What the task asks —
All the entries below should be reproduced exactly.

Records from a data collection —
┌────────
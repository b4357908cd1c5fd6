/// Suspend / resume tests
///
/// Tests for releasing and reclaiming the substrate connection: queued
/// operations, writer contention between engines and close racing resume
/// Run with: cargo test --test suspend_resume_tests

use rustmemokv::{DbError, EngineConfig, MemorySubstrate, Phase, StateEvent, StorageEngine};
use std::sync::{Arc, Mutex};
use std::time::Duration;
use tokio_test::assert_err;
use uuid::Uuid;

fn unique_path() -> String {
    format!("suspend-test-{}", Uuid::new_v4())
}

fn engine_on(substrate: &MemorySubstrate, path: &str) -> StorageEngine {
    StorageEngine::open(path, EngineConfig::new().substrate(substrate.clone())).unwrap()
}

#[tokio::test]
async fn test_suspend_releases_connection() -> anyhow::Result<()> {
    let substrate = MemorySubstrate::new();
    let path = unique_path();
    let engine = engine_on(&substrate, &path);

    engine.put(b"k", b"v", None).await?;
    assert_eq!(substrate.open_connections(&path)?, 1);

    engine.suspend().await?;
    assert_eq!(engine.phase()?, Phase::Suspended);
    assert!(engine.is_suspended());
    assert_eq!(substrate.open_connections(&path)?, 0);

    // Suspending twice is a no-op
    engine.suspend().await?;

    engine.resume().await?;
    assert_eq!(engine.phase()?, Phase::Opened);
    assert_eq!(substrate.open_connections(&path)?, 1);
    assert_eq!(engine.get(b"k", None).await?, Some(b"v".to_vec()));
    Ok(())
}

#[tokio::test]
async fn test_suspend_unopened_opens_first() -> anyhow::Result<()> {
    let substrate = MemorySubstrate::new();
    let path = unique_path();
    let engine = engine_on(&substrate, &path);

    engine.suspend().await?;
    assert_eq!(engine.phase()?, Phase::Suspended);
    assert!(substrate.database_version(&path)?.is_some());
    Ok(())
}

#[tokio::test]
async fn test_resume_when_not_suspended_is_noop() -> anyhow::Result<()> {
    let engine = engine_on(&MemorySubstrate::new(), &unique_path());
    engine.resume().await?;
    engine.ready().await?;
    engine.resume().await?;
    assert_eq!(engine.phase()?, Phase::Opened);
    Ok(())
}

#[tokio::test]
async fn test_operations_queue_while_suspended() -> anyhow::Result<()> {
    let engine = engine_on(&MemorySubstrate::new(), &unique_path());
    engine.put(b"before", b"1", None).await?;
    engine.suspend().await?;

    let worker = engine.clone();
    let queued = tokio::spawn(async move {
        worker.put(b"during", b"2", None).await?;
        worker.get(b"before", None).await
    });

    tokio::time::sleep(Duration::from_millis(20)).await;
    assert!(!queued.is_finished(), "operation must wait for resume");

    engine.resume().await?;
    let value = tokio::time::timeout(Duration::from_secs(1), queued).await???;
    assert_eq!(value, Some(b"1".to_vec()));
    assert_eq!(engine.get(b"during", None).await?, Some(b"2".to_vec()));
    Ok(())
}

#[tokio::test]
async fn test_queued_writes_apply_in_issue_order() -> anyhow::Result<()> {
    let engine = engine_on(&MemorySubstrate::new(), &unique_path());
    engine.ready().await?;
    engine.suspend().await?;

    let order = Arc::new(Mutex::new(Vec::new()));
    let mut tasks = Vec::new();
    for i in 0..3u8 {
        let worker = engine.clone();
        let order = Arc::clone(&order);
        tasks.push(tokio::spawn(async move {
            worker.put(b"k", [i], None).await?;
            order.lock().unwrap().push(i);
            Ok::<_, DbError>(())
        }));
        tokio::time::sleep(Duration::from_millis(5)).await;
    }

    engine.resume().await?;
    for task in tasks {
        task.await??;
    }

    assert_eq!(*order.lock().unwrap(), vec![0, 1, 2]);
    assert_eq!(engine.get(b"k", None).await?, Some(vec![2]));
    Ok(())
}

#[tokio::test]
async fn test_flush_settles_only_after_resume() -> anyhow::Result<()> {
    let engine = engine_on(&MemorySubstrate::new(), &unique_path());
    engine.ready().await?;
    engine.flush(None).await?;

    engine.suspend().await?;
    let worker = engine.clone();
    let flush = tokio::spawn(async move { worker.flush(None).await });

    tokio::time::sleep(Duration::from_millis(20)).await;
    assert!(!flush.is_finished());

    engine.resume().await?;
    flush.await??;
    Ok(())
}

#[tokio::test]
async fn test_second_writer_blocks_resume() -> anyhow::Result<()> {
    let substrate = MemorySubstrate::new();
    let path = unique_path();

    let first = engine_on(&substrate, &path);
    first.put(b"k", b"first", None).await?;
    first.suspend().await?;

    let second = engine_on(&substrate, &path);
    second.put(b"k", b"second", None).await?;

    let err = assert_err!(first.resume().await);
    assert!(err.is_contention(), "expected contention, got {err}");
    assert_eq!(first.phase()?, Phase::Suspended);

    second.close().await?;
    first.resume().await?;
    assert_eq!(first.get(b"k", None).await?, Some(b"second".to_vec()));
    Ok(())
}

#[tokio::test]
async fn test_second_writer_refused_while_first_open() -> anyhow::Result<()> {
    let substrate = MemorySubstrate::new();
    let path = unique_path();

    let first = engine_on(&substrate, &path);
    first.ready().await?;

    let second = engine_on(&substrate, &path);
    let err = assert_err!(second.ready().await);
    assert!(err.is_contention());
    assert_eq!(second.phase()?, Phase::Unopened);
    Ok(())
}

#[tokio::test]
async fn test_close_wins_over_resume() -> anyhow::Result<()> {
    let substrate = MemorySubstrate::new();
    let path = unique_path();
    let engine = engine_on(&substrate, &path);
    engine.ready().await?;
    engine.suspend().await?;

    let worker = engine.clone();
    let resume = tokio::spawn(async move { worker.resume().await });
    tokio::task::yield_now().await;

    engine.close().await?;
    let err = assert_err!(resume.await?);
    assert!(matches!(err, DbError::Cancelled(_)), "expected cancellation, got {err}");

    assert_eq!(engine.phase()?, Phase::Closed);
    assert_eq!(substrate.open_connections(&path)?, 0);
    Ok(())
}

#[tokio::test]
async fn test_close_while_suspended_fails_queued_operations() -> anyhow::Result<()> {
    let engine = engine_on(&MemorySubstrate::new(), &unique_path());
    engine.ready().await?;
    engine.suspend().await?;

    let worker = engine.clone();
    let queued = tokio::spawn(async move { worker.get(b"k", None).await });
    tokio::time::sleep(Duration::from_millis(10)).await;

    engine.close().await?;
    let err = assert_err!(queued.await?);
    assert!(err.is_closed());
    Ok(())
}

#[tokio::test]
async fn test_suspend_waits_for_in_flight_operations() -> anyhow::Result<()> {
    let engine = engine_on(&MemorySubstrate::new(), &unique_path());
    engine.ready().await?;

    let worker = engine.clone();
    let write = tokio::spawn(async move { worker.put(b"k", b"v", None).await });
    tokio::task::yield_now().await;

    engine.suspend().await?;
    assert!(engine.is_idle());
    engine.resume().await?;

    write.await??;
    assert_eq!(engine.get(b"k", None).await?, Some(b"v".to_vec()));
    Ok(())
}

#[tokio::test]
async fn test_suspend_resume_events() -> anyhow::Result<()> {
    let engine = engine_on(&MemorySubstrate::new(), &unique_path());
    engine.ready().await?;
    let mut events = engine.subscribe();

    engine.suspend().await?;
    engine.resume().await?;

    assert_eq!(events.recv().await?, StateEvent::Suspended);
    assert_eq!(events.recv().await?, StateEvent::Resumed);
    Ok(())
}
└────────
Output —
repository b4357908cd1c5fd6
/// Suspend / resume tests
///
/// Tests for releasing and reclaiming the substrate connection: queued
/// operations, writer contention between engines and close racing resume
/// Run with: cargo test --test suspend_resume_tests

use rustmemokv::{DbError, EngineConfig, MemorySubstrate, Phase, StateEvent, StorageEngine};
use std::sync::{Arc, Mutex};
use std::time::Duration;
use tokio_test::assert_err;
use uuid::Uuid;

fn unique_path() -> String {
    format!("suspend-test-{}", Uuid::new_v4())
}

fn engine_on(substrate: &MemorySubstrate, path: &str) -> StorageEngine {
    StorageEngine::open(path, EngineConfig::new().substrate(substrate.clone())).unwrap()
}

#[tokio::test]
async fn test_suspend_releases_connection() -> anyhow::Result<()> {
    let substrate = MemorySubstrate::new();
    let path = unique_path();
    let engine = engine_on(&substrate, &path);

    engine.put(b"k", b"v", None).await?;
    assert_eq!(substrate.open_connections(&path)?, 1);

    engine.suspend().await?;
    assert_eq!(engine.phase()?, Phase::Suspended);
    assert!(engine.is_suspended());
    assert_eq!(substrate.open_connections(&path)?, 0);

    // Suspending twice is a no-op
    engine.suspend().await?;

    engine.resume().await?;
    assert_eq!(engine.phase()?, Phase::Opened);
    assert_eq!(substrate.open_connections(&path)?, 1);
    assert_eq!(engine.get(b"k", None).await?, Some(b"v".to_vec()));
    Ok(())
}

#[tokio::test]
async fn test_suspend_unopened_opens_first() -> anyhow::Result<()> {
    let substrate = MemorySubstrate::new();
    let path = unique_path();
    let engine = engine_on(&substrate, &path);

    engine.suspend().await?;
    assert_eq!(engine.phase()?, Phase::Suspended);
    assert!(substrate.database_version(&path)?.is_some());
    Ok(())
}

#[tokio::test]
async fn test_resume_when_not_suspended_is_noop() -> anyhow::Result<()> {
    let engine = engine_on(&MemorySubstrate::new(), &unique_path());
    engine.resume().await?;
    engine.ready().await?;
    engine.resume().await?;
    assert_eq!(engine.phase()?, Phase::Opened);
    Ok(())
}

#[tokio::test]
async fn test_operations_queue_while_suspended() -> anyhow::Result<()> {
    let engine = engine_on(&MemorySubstrate::new(), &unique_path());
    engine.put(b"before", b"1", None).await?;
    engine.suspend().await?;

    let worker = engine.clone();
    let queued = tokio::spawn(async move {
        worker.put(b"during", b"2", None).await?;
        worker.get(b"before", None).await
    });

    tokio::time::sleep(Duration::from_millis(20)).await;
    assert!(!queued.is_finished(), "operation must wait for resume");

    engine.resume().await?;
    let value = tokio::time::timeout(Duration::from_secs(1), queued).await???;
    assert_eq!(value, Some(b"1".to_vec()));
    assert_eq!(engine.get(b"during", None).await?, Some(b"2".to_vec()));
    Ok(())
}

#[tokio::test]
async fn test_queued_writes_apply_in_issue_order() -> anyhow::Result<()> {
    let engine = engine_on(&MemorySubstrate::new(), &unique_path());
    engine.ready().await?;
    engine.suspend().await?;

    let order = Arc::new(Mutex::new(Vec::new()));
    let mut tasks = Vec::new();
    for i in 0..3u8 {
        let worker = engine.clone();
        let order = Arc::clone(&order);
        tasks.push(tokio::spawn(async move {
            worker.put(b"k", [i], None).await?;
            order.lock().unwrap().push(i);
            Ok::<_, DbError>(())
        }));
        tokio::time::sleep(Duration::from_millis(5)).await;
    }

    engine.resume().await?;
    for task in tasks {
        task.await??;
    }

    assert_eq!(*order.lock().unwrap(), vec![0, 1, 2]);
    assert_eq!(engine.get(b"k", None).await?, Some(vec![2]));
    Ok(())
}

#[tokio::test]
async fn test_flush_settles_only_after_resume() -> anyhow::Result<()> {
    let engine = engine_on(&MemorySubstrate::new(), &unique_path());
    engine.ready().await?;
    engine.flush(None).await?;

    engine.suspend().await?;
    let worker = engine.clone();
    let flush = tokio::spawn(async move { worker.flush(None).await });

    tokio::time::sleep(Duration::from_millis(20)).await;
    assert!(!flush.is_finished());

    engine.resume().await?;
    flush.await??;
    Ok(())
}

#[tokio::test]
async fn test_second_writer_blocks_resume() -> anyhow::Result<()> {
    let substrate = MemorySubstrate::new();
    let path = unique_path();

    let first = engine_on(&substrate, &path);
    first.put(b"k", b"first", None).await?;
    first.suspend().await?;

    let second = engine_on(&substrate, &path);
    second.put(b"k", b"second", None).await?;

    let err = assert_err!(first.resume().await);
    assert!(err.is_contention(), "expected contention, got {err}");
    assert_eq!(first.phase()?, Phase::Suspended);

    second.close().await?;
    first.resume().await?;
    assert_eq!(first.get(b"k", None).await?, Some(b"second".to_vec()));
    Ok(())
}

#[tokio::test]
async fn test_second_writer_refused_while_first_open() -> anyhow::Result<()> {
    let substrate = MemorySubstrate::new();
    let path = unique_path();

    let first = engine_on(&substrate, &path);
    first.ready().await?;

    let second = engine_on(&substrate, &path);
    let err = assert_err!(second.ready().await);
    assert!(err.is_contention());
    assert_eq!(second.phase()?, Phase::Unopened);
    Ok(())
}

#[tokio::test]
async fn test_close_wins_over_resume() -> anyhow::Result<()> {
    let substrate = MemorySubstrate::new();
    let path = unique_path();
    let engine = engine_on(&substrate, &path);
    engine.ready().await?;
    engine.suspend().await?;

    let worker = engine.clone();
    let resume = tokio::spawn(async move { worker.resume().await });
    tokio::task::yield_now().await;

    engine.close().await?;
    let err = assert_err!(resume.await?);
    assert!(matches!(err, DbError::Cancelled(_)), "expected cancellation, got {err}");

    assert_eq!(engine.phase()?, Phase::Closed);
    assert_eq!(substrate.open_connections(&path)?, 0);
    Ok(())
}

#[tokio::test]
async fn test_close_while_suspended_fails_queued_operations() -> anyhow::Result<()> {
    let engine = engine_on(&MemorySubstrate::new(), &unique_path());
    engine.ready().await?;
    engine.suspend().await?;

    let worker = engine.clone();
    let queued = tokio::spawn(async move { worker.get(b"k", None).await });
    tokio::time::sleep(Duration::from_millis(10)).await;

    engine.close().await?;
    let err = assert_err!(queued.await?);
    assert!(err.is_closed());
    Ok(())
}

#[tokio::test]
async fn test_suspend_waits_for_in_flight_operations() -> anyhow::Result<()> {
    let engine = engine_on(&MemorySubstrate::new(), &unique_path());
    engine.ready().await?;

    let worker = engine.clone();
    let write = tokio::spawn(async move { worker.put(b"k", b"v", None).await });
    tokio::task::yield_now().await;

    engine.suspend().await?;
    assert!(engine.is_idle());
    engine.resume().await?;

    write.await??;
    assert_eq!(engine.get(b"k", None).await?, Some(b"v".to_vec()));
    Ok(())
}

#[tokio::test]
async fn test_suspend_resume_events() -> anyhow::Result<()> {
    let engine = engine_on(&MemorySubstrate::new(), &unique_path());
    engine.ready().await?;
    let mut events = engine.subscribe();

    engine.suspend().await?;
    engine.resume().await?;

    assert_eq!(events.recv().await?, StateEvent::Suspended);
    assert_eq!(events.recv().await?, StateEvent::Resumed);
    Ok(())
}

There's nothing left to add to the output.